Some trainers will consider your “core” to include nearby muscles too, like those of your hips and upper back. For example, your iliopsoas muscles connect your spine to your legs, and help you bring your thighs to your belly. You use them, for example, when you do sit-ups.
How to Work Your Core in All Directions
With so many muscles involved, you can see why sticking to crunches isn’t going to cut it. The good news is that almost any full-body movement works your core to some degree if you do it in good form. That includes push-ups, pull-ups and banging on a tractor tire with a sledgehammer. Here’s how to recognise some of the best moves for your core:
- You have to hold your core steady. This covers planks, and push-ups with good form (where your body is in a perfect plank all the way down). It also includes inverted rows, like in the video above.
- You use one arm or one leg so that your core has to adjust to the lopsided forces. Deadbugs and bird dogs are perfect examples.
- You hold a weight on one side of your body, to amp up the one-arm or one-leg challenge. For example, if you do dumbbell rows or presses with one arm at a time, your core has to engage to keep you from falling over. For a more extreme example, check out the Turkish get-up, or do one-sided farmer’s walks.
- You twist your body to make the move happen. A classic example here is a woodchopper, where a dumbbell or cable machine mimics the weight of an axe. You pull it diagonally across your body as if you are chopping wood. You can, of course, chop some actual wood for a similar workout. Or try a Russian twist (with or without a medicine ball) in place of sit-ups.

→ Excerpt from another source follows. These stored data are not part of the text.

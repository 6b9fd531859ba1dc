//! Light types
//!
//! Local lights keep their editable parameters authoritative and derive the
//! world transform and bounding volume from them. Every edit marks all frame
//! copies of the light's constants stale.

use crate::foundation::bounds::BoundingSphere;
use crate::foundation::collections::SlotHandle;
use crate::foundation::math::{constants, Mat4, Mat4Ext, Quat, Vec3};
use crate::render::frame::constants::{gpu_mat4, LocalLightConstants};
use crate::render::frame::DirtyFrames;
use crate::render::resources::ShadowLayer;

/// Largest spot half-angle; the cone volume mesh degenerates beyond this
pub const MAX_SPOT_ANGLE: f32 = 89.0 * constants::DEG_TO_RAD;

/// Near plane of spot light shadow projections
pub const SPOT_SHADOW_NEAR: f32 = 0.1;

/// Local light types
#[derive(Debug, Clone, Copy, PartialEq, Eq, Hash)]
pub enum LightType {
    /// Omnidirectional light with a spherical volume (never casts shadows)
    Point,
    /// Cone of light along `direction`
    Spot,
}

impl LightType {
    /// Mesh drawn for the light volume
    pub fn volume_mesh(self) -> &'static str {
        match self {
            LightType::Point => "light_sphere",
            LightType::Spot => "light_cone",
        }
    }
}

/// Parameters of a local light
#[derive(Debug, Clone, PartialEq)]
pub struct LightDesc {
    /// Light type
    pub light_type: LightType,
    /// Position in world space
    pub position: Vec3,
    /// Direction (spot lights)
    pub direction: Vec3,
    /// Range in world units
    pub radius: f32,
    /// Spot half-angle in radians
    pub angle: f32,
    /// Linear color
    pub color: Vec3,
    /// Intensity multiplier
    pub intensity: f32,
    /// Inactive lights are neither lit nor shadowed
    pub active: bool,
}

impl Default for LightDesc {
    fn default() -> Self {
        Self {
            light_type: LightType::Point,
            position: Vec3::zeros(),
            direction: Vec3::new(0.0, -1.0, 0.0),
            radius: 10.0,
            angle: 30.0 * constants::DEG_TO_RAD,
            color: Vec3::new(1.0, 1.0, 1.0),
            intensity: 1.0,
            active: true,
        }
    }
}

impl LightDesc {
    /// Point light description
    pub fn point(position: Vec3, radius: f32, color: Vec3, intensity: f32) -> Self {
        Self {
            light_type: LightType::Point,
            position,
            radius,
            color,
            intensity,
            ..Default::default()
        }
    }

    /// Spot light description
    pub fn spot(
        position: Vec3,
        direction: Vec3,
        radius: f32,
        angle: f32,
        color: Vec3,
        intensity: f32,
    ) -> Self {
        Self {
            light_type: LightType::Spot,
            position,
            direction,
            radius,
            angle,
            color,
            intensity,
            active: true,
        }
    }
}

/// Bounding sphere of a cone with unit slant length and half-angle `angle`
///
/// The cone's apex is at the origin and it opens along +Z. Wide cones are
/// bounded by the sphere through their rim; narrow cones by the sphere through
/// apex and rim.
pub fn cone_bound(angle: f32) -> BoundingSphere {
    if angle > constants::PI / 4.0 {
        BoundingSphere::new(Vec3::new(0.0, 0.0, angle.cos()), angle.sin())
    } else {
        let radius = 1.0 / (2.0 * angle.cos());
        BoundingSphere::new(Vec3::new(0.0, 0.0, radius), radius)
    }
}

fn rotation_from_z(direction: &Vec3) -> Quat {
    Quat::rotation_between(&Vec3::z(), direction)
        .unwrap_or_else(|| Quat::from_axis_angle(&Vec3::x_axis(), constants::PI))
}

/// A point or spot light
#[derive(Debug, Clone)]
pub struct LocalLight {
    desc: LightDesc,
    world: Mat4,
    inv_world: Mat4,
    local_bound: BoundingSphere,
    world_bound: BoundingSphere,
    dirty: DirtyFrames,
    slot: SlotHandle,
    shadow_layer: ShadowLayer,
}

impl LocalLight {
    /// Build a light in array slot `slot` with shadow layer `shadow_layer`
    pub fn new(desc: LightDesc, slot: SlotHandle, shadow_layer: ShadowLayer, frames: usize) -> Self {
        let mut light = Self {
            desc: LightDesc {
                angle: desc.angle.clamp(f32::EPSILON, MAX_SPOT_ANGLE),
                ..desc
            },
            world: Mat4::identity(),
            inv_world: Mat4::identity(),
            local_bound: BoundingSphere::new(Vec3::zeros(), 1.0),
            world_bound: BoundingSphere::new(Vec3::zeros(), 1.0),
            dirty: DirtyFrames::new(frames),
            slot,
            shadow_layer,
        };
        if light.desc.light_type == LightType::Spot && !light.has_valid_direction() {
            log::warn!("Spot light created with zero-length direction, pointing it down");
            light.desc.direction = Vec3::new(0.0, -1.0, 0.0);
        }
        light.rebuild();
        light
    }

    fn has_valid_direction(&self) -> bool {
        self.desc.direction.norm() > constants::DIRECTION_EPSILON
    }

    /// Recompute the world transform and bounds from the parameters
    ///
    /// A spot light with a zero-length direction keeps its previous transform.
    fn rebuild(&mut self) {
        if self.desc.light_type == LightType::Spot && !self.has_valid_direction() {
            log::debug!("Spot light direction is zero-length, keeping previous transform");
            return;
        }

        let rotation = match self.desc.light_type {
            LightType::Point => Quat::identity(),
            LightType::Spot => rotation_from_z(&self.desc.direction.normalize()),
        };
        let radius = self.desc.radius.max(f32::EPSILON);

        self.world = Mat4::new_translation(&self.desc.position)
            * rotation.to_homogeneous()
            * Mat4::new_scaling(radius);
        self.inv_world = self.world.try_inverse().unwrap_or_else(Mat4::identity);
        self.local_bound = match self.desc.light_type {
            LightType::Point => BoundingSphere::new(Vec3::zeros(), 1.0),
            LightType::Spot => cone_bound(self.desc.angle),
        };
        self.world_bound = self.local_bound.transform(&self.world);
    }

    fn edited(&mut self) {
        self.rebuild();
        self.dirty.mark();
    }

    /// Current parameters
    pub fn desc(&self) -> &LightDesc {
        &self.desc
    }

    /// Replace every parameter at once
    pub fn set_desc(&mut self, desc: LightDesc) {
        self.desc = LightDesc {
            angle: desc.angle.clamp(f32::EPSILON, MAX_SPOT_ANGLE),
            ..desc
        };
        self.edited();
    }

    /// Light type
    pub fn light_type(&self) -> LightType {
        self.desc.light_type
    }

    /// Change the light type
    pub fn set_type(&mut self, light_type: LightType) {
        self.desc.light_type = light_type;
        self.edited();
    }

    /// Move the light
    pub fn set_position(&mut self, position: Vec3) {
        self.desc.position = position;
        self.edited();
    }

    /// Aim the light; a zero-length direction leaves the transform unchanged
    pub fn set_direction(&mut self, direction: Vec3) {
        self.desc.direction = direction;
        self.edited();
    }

    /// Set the range
    pub fn set_radius(&mut self, radius: f32) {
        self.desc.radius = radius;
        self.edited();
    }

    /// Set the spot half-angle, clamped below [`MAX_SPOT_ANGLE`]
    pub fn set_angle(&mut self, angle: f32) {
        self.desc.angle = angle.clamp(f32::EPSILON, MAX_SPOT_ANGLE);
        self.edited();
    }

    /// Set the color
    pub fn set_color(&mut self, color: Vec3) {
        self.desc.color = color;
        self.dirty.mark();
    }

    /// Set the intensity
    pub fn set_intensity(&mut self, intensity: f32) {
        self.desc.intensity = intensity;
        self.dirty.mark();
    }

    /// Enable or disable the light
    pub fn set_active(&mut self, active: bool) {
        self.desc.active = active;
        self.dirty.mark();
    }

    /// Whether the light is active
    pub fn is_active(&self) -> bool {
        self.desc.active
    }

    /// Whether the light renders a shadow map this frame if visible
    pub fn casts_shadows(&self) -> bool {
        self.desc.active && self.desc.light_type == LightType::Spot
    }

    /// Light volume to world (`T * R * S(radius)`)
    pub fn world(&self) -> &Mat4 {
        &self.world
    }

    /// World to light volume
    pub fn inv_world(&self) -> &Mat4 {
        &self.inv_world
    }

    /// Bounding sphere in light-local space
    pub fn local_bound(&self) -> &BoundingSphere {
        &self.local_bound
    }

    /// Bounding sphere in world space
    pub fn world_bound(&self) -> &BoundingSphere {
        &self.world_bound
    }

    /// Transform of the volume mesh (unit sphere or unit cone)
    pub fn volume_transform(&self) -> Mat4 {
        match self.desc.light_type {
            LightType::Point => self.world,
            LightType::Spot => {
                let spread = self.desc.angle.tan();
                self.world * Mat4::new_nonuniform_scaling(&Vec3::new(spread, spread, 1.0))
            }
        }
    }

    /// World to shadow clip for a spot light
    pub fn shadow_view_proj(&self) -> Mat4 {
        let direction = self.world.transform_vector(&Vec3::z()).normalize();
        let up = if direction.y.abs() > 0.9 {
            Vec3::new(0.0, 0.0, 1.0)
        } else {
            Vec3::new(0.0, 1.0, 0.0)
        };
        let position = self.desc.position;
        let view = Mat4::look_at_left_handed(position, position + direction, up);
        let far = self.desc.radius.max(SPOT_SHADOW_NEAR * 2.0);
        let proj = Mat4::perspective_lh(2.0 * self.desc.angle, 1.0, SPOT_SHADOW_NEAR, far);
        proj * view
    }

    /// Array slot handle
    pub fn slot(&self) -> SlotHandle {
        self.slot
    }

    /// Shadow atlas layer handle
    pub fn shadow_layer(&self) -> ShadowLayer {
        self.shadow_layer
    }

    /// Dirty-frame counter
    pub fn dirty(&self) -> &DirtyFrames {
        &self.dirty
    }

    pub(crate) fn dirty_mut(&mut self) -> &mut DirtyFrames {
        &mut self.dirty
    }

    /// GPU constants; `shadow_layer` is the atlas layer when the light casts shadows
    pub fn constants(&self, shadow_layer: Option<u32>) -> LocalLightConstants {
        let d = &self.desc;
        let shadow_view_proj = match shadow_layer {
            Some(_) => self.shadow_view_proj(),
            None => Mat4::identity(),
        };
        LocalLightConstants {
            world: gpu_mat4(&self.volume_transform()),
            shadow_view_proj: gpu_mat4(&shadow_view_proj),
            position: [d.position.x, d.position.y, d.position.z],
            radius: d.radius,
            direction: {
                let dir = self.world.transform_vector(&Vec3::z());
                let dir = if dir.norm() > 0.0 { dir.normalize() } else { dir };
                [dir.x, dir.y, dir.z]
            },
            angle: d.angle,
            color: [d.color.x, d.color.y, d.color.z],
            intensity: d.intensity,
            light_type: match d.light_type {
                LightType::Point => 0,
                LightType::Spot => 1,
            },
            shadow_layer: shadow_layer.map_or(-1, |layer| layer as i32),
            active: u32::from(d.active),
            _padding: 0,
        }
    }
}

- You use an unstable platform. Instead of planking with your forearms on the floor, put them on a medicine ball, exercise ball or bosu instead.
With these moves, you don’t have to dedicate a day or a portion of your workout to core work. You’ll be working your core right along with the rest of your body when you do big, functional movements. If you prefer exercises that isolate specific body parts, that’s fine — but then make sure to take the time to work your core in a variety of ways.